_Directions for this task_
Among the records that follow, find the line with "pub struct ScatterPoint" and the line with "let first = records.first()?;". Set down those lines and all lines between them exactly, without adding anything.

_Records for the exercise_
+ + + +

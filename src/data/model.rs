use std::collections::BTreeSet;
use std::fmt;

use serde::{Deserialize, Serialize};
use thiserror::Error;

/// Sentinel value the site selector uses for "every launch site".
pub const ALL_SITES: &str = "ALL";

// ---------------------------------------------------------------------------
// Outcome – the binary `class` column
// ---------------------------------------------------------------------------

/// Launch outcome, stored in the source table as `class` (1 = success, 0 = failure).
#[derive(Debug, Clone, Copy, PartialEq, Eq, Hash, PartialOrd, Ord, Serialize, Deserialize)]
#[serde(into = "u8", try_from = "u8")]
pub enum Outcome {
    Failure,
    Success,
}

impl Outcome {
    /// The raw 0/1 class value.
    pub fn class(self) -> u8 {
        match self {
            Outcome::Failure => 0,
            Outcome::Success => 1,
        }
    }

    pub fn label(self) -> &'static str {
        match self {
            Outcome::Failure => "Failure",
            Outcome::Success => "Success",
        }
    }
}

impl From<Outcome> for u8 {
    fn from(outcome: Outcome) -> Self {
        outcome.class()
    }
}

#[derive(Debug, Clone, Copy, PartialEq, Eq, Error)]
#[error("outcome class must be 0 or 1, got {0}")]
pub struct OutcomeError(pub u8);

impl TryFrom<u8> for Outcome {
    type Error = OutcomeError;

    fn try_from(value: u8) -> Result<Self, Self::Error> {
        match value {
            0 => Ok(Outcome::Failure),
            1 => Ok(Outcome::Success),
            other => Err(OutcomeError(other)),
        }
    }
}

impl fmt::Display for Outcome {
    fn fmt(&self, f: &mut fmt::Formatter<'_>) -> fmt::Result {
        f.write_str(self.label())
    }
}

// ---------------------------------------------------------------------------
// LaunchRecord – one row of the launch table
// ---------------------------------------------------------------------------

/// A single launch attempt (one row of the source table).
#[derive(Debug, Clone, PartialEq, Serialize, Deserialize)]
pub struct LaunchRecord {
    pub launch_site: String,
    /// Always finite and non-negative; checked by the loader.
    pub payload_mass_kg: f64,
    pub outcome: Outcome,
    /// Only used to colour scatter marks.
    pub booster_category: String,
}

// ---------------------------------------------------------------------------
// PayloadRange – inclusive [low, high] window
// ---------------------------------------------------------------------------

#[derive(Debug, Clone, PartialEq, Error)]
pub enum RangeError {
    #[error("payload range bounds must be finite (got {low}..{high})")]
    NotFinite { low: f64, high: f64 },
    #[error("payload range is inverted: low {low} > high {high}")]
    Inverted { low: f64, high: f64 },
}

/// Inclusive payload-mass window in kilograms.
///
/// The range control guarantees `low <= high`; [`PayloadRange::new`] is the
/// checked constructor used wherever the bounds arrive from outside.
#[derive(Debug, Clone, Copy, PartialEq, Serialize, Deserialize)]
pub struct PayloadRange {
    pub low: f64,
    pub high: f64,
}

impl PayloadRange {
    pub fn new(low: f64, high: f64) -> Result<Self, RangeError> {
        if !low.is_finite() || !high.is_finite() {
            return Err(RangeError::NotFinite { low, high });
        }
        if low > high {
            return Err(RangeError::Inverted { low, high });
        }
        Ok(Self { low, high })
    }

    /// Inclusive on both ends.
    pub fn contains(&self, mass_kg: f64) -> bool {
        self.low <= mass_kg && mass_kg <= self.high
    }
}

// ---------------------------------------------------------------------------
// SiteSelection / FilterSelection – transient UI state
// ---------------------------------------------------------------------------

/// Value of the site dropdown: the `"ALL"` sentinel or one exact site name.
#[derive(Debug, Clone, PartialEq, Eq, Hash, Default)]
pub enum SiteSelection {
    #[default]
    All,
    Site(String),
}

impl SiteSelection {
    pub fn parse(value: &str) -> Self {
        if value == ALL_SITES {
            SiteSelection::All
        } else {
            SiteSelection::Site(value.to_string())
        }
    }

    /// Whether a record launched from `site` passes this selection.
    pub fn matches(&self, site: &str) -> bool {
        match self {
            SiteSelection::All => true,
            SiteSelection::Site(selected) => selected == site,
        }
    }

    pub fn as_str(&self) -> &str {
        match self {
            SiteSelection::All => ALL_SITES,
            SiteSelection::Site(site) => site,
        }
    }
}

impl fmt::Display for SiteSelection {
    fn fmt(&self, f: &mut fmt::Formatter<'_>) -> fmt::Result {
        f.write_str(self.as_str())
    }
}

// Serialised as the bare dropdown value so the page can round-trip it.
impl Serialize for SiteSelection {
    fn serialize<S: serde::Serializer>(&self, serializer: S) -> Result<S::Ok, S::Error> {
        serializer.serialize_str(self.as_str())
    }
}

impl<'de> Deserialize<'de> for SiteSelection {
    fn deserialize<D: serde::Deserializer<'de>>(deserializer: D) -> Result<Self, D::Error> {
        let value = String::deserialize(deserializer)?;
        Ok(SiteSelection::parse(&value))
    }
}

/// Current state of both dashboard controls.
#[derive(Debug, Clone, PartialEq, Serialize, Deserialize)]
pub struct FilterSelection {
    pub site: SiteSelection,
    pub payload_range: PayloadRange,
}

impl FilterSelection {
    /// The selection the page opens with: every site, full payload span.
    pub fn initial(dataset: &Dataset) -> Self {
        Self {
            site: SiteSelection::All,
            payload_range: dataset.payload_bounds,
        }
    }
}

// ---------------------------------------------------------------------------
// Derived rows
// ---------------------------------------------------------------------------

/// One pie sector before styling: a label and a launch count.
#[derive(Debug, Clone, PartialEq, Eq, Serialize)]
pub struct PieSlice {
    pub label: String,
    pub value: u64,
}

/// Projection of a record onto the payload/outcome plane.
#[derive(Debug, Clone, PartialEq, Serialize)]
pub struct ScatterPoint {
    pub payload_mass_kg: f64,
    pub outcome: Outcome,
    pub booster_category: String,
}

// ---------------------------------------------------------------------------
// Dataset – the complete loaded table
// ---------------------------------------------------------------------------

/// The full parsed table with values pre-computed at load time.
///
/// Never mutated after construction; shared behind an `Arc` by the server.
#[derive(Debug, Clone)]
pub struct Dataset {
    /// All launches in file order.
    pub records: Vec<LaunchRecord>,
    /// Global payload min/max, used to seed the range control.
    pub payload_bounds: PayloadRange,
    /// Distinct launch sites in order of first appearance.
    pub sites: Vec<String>,
    /// Distinct booster categories, sorted.
    pub booster_categories: BTreeSet<String>,
}

impl Dataset {
    /// Build the derived indices. Returns `None` for an empty table since
    /// payload bounds are undefined without rows.
    pub fn from_records(records: Vec<LaunchRecord>) -> Option<Self> {
        let first = records.first()?;
        let mut low = first.payload_mass_kg;
        let mut high = first.payload_mass_kg;
        let mut sites: Vec<String> = Vec::new();
        let mut booster_categories = BTreeSet::new();

        for rec in &records {
            low = low.min(rec.payload_mass_kg);
            high = high.max(rec.payload_mass_kg);
            if !sites.iter().any(|s| s == &rec.launch_site) {
                sites.push(rec.launch_site.clone());
            }
            booster_categories.insert(rec.booster_category.clone());
        }

        Some(Dataset {
            records,
            payload_bounds: PayloadRange { low, high },
            sites,
            booster_categories,
        })
    }

    /// Number of launches; never zero.
    #[allow(clippy::len_without_is_empty)]
    pub fn len(&self) -> usize {
        self.records.len()
    }
}


#[cfg(test)]
mod tests {
    use super::fixtures::*;
    use super::*;

    #[test]
    fn dataset_computes_bounds_and_site_order() {
        let ds = Dataset::from_records(vec![
            record("KSC LC-39A", 2500.0, Outcome::Success, "FT"),
            record("CCAFS LC-40", 0.0, Outcome::Failure, "v1.0"),
            record("KSC LC-39A", 9600.0, Outcome::Success, "B5"),
        ])
        .unwrap();

        assert_eq!(ds.payload_bounds, PayloadRange { low: 0.0, high: 9600.0 });
        assert_eq!(ds.sites, vec!["KSC LC-39A", "CCAFS LC-40"]);
        assert_eq!(
            ds.booster_categories.iter().collect::<Vec<_>>(),
            vec!["B5", "FT", "v1.0"]
        );
    }

    #[test]
    fn empty_table_has_no_dataset() {
        assert!(Dataset::from_records(Vec::new()).is_none());
    }

    #[test]
    fn payload_range_rejects_inverted_and_nan() {
        assert!(matches!(
            PayloadRange::new(10.0, 1.0),
            Err(RangeError::Inverted { .. })
        ));
        assert!(matches!(
            PayloadRange::new(f64::NAN, 1.0),
            Err(RangeError::NotFinite { .. })
        ));
        let point = PayloadRange::new(5.0, 5.0).unwrap();
        assert!(point.contains(5.0));
        assert!(!point.contains(5.000001));
    }

    #[test]
    fn site_selection_parses_sentinel() {
        assert_eq!(SiteSelection::parse("ALL"), SiteSelection::All);
        assert_eq!(
            SiteSelection::parse("VAFB SLC-4E"),
            SiteSelection::Site("VAFB SLC-4E".into())
        );
        // Case matters: only the exact sentinel means every site.
        assert_eq!(SiteSelection::parse("all"), SiteSelection::Site("all".into()));
    }

    #[test]
    fn selection_serialises_as_dropdown_value() {
        let sel = FilterSelection::initial(&three_launches());
        let json = serde_json::to_value(&sel).unwrap();
        assert_eq!(json["site"], "ALL");
        assert_eq!(json["payload_range"]["low"], 500.0);
        assert_eq!(json["payload_range"]["high"], 9000.0);

        let back: FilterSelection = serde_json::from_value(json).unwrap();
        assert_eq!(back, sel);
    }

    #[test]
    fn outcome_serialises_as_class() {
        assert_eq!(serde_json::to_value(Outcome::Success).unwrap(), 1);
        let err = serde_json::from_value::<Outcome>(serde_json::json!(2)).unwrap_err();
        assert!(err.to_string().contains("outcome class must be 0 or 1, got 2"));
    }

    #[test]
    fn outcome_from_class_is_typed() {
        assert_eq!(Outcome::try_from(1u8), Ok(Outcome::Success));
        assert_eq!(Outcome::try_from(0u8), Ok(Outcome::Failure));
        assert_eq!(Outcome::try_from(7u8), Err(OutcomeError(7)));
    }
}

+ + + +

_Written response_
pub struct ScatterPoint {
    pub payload_mass_kg: f64,
    pub outcome: Outcome,
    pub booster_category: String,
}

// ---------------------------------------------------------------------------
// Dataset – the complete loaded table
// ---------------------------------------------------------------------------

/// The full parsed table with values pre-computed at load time.
///
/// Never mutated after construction; shared behind an `Arc` by the server.
#[derive(Debug, Clone)]
pub struct Dataset {
    /// All launches in file order.
    pub records: Vec<LaunchRecord>,
    /// Global payload min/max, used to seed the range control.
    pub payload_bounds: PayloadRange,
    /// Distinct launch sites in order of first appearance.
    pub sites: Vec<String>,
    /// Distinct booster categories, sorted.
    pub booster_categories: BTreeSet<String>,
}

impl Dataset {
    /// Build the derived indices. Returns `None` for an empty table since
    /// payload bounds are undefined without rows.
    pub fn from_records(records: Vec<LaunchRecord>) -> Option<Self> {
        let first = records.first()?;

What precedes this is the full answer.